(Saved data entries)
━━━━━━
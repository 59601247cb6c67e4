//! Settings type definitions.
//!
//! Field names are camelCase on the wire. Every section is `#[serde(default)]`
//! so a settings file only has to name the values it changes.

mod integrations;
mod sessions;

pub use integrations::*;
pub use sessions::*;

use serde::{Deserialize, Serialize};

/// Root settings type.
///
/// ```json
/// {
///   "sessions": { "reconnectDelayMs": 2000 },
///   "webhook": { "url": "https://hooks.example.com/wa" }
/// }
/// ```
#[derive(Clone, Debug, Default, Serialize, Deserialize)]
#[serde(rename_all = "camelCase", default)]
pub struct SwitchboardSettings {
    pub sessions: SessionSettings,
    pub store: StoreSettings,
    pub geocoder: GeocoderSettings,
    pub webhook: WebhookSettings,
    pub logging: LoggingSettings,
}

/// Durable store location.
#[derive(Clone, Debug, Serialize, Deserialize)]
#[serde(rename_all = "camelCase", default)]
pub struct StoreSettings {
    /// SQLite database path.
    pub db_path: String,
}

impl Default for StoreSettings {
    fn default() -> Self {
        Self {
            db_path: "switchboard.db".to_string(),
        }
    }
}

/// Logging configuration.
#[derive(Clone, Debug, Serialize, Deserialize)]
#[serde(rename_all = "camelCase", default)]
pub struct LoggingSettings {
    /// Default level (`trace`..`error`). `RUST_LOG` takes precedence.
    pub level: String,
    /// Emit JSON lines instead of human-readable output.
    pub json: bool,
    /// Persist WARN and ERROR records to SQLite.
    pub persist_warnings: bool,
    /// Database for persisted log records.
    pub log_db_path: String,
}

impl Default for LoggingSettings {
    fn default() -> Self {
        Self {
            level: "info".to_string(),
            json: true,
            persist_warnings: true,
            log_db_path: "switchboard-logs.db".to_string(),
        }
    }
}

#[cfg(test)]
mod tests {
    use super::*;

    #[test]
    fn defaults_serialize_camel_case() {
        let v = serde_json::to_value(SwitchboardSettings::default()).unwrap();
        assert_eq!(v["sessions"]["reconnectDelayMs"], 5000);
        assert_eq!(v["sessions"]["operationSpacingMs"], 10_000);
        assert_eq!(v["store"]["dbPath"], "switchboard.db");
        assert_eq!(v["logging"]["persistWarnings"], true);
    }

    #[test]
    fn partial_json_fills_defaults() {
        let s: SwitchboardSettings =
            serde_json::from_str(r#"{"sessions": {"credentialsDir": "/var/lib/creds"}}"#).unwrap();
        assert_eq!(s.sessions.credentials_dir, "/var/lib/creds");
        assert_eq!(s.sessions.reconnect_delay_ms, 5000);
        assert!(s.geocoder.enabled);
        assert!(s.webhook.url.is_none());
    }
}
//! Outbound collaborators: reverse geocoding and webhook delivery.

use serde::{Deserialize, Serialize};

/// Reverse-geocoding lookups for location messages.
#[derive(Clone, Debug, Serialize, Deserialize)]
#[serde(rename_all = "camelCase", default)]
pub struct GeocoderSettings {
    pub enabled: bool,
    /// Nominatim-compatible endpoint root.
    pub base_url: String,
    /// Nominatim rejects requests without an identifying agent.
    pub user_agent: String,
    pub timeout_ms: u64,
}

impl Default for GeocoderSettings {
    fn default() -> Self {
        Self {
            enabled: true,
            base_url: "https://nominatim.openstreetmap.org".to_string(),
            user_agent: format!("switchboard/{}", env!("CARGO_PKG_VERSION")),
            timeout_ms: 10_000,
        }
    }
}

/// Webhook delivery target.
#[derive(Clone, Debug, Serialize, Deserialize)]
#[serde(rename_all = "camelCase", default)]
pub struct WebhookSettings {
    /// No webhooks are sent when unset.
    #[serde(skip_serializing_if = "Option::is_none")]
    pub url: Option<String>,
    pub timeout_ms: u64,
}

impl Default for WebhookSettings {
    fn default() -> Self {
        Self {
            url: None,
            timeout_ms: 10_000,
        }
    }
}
━━━━━━
- **Instructions to follow**: Once you have identified the lines above that contain "reconnectDelayMs", copy each of them.

- **Output below**:
///   "sessions": { "reconnectDelayMs": 2000 },
        assert_eq!(v["sessions"]["reconnectDelayMs"], 5000);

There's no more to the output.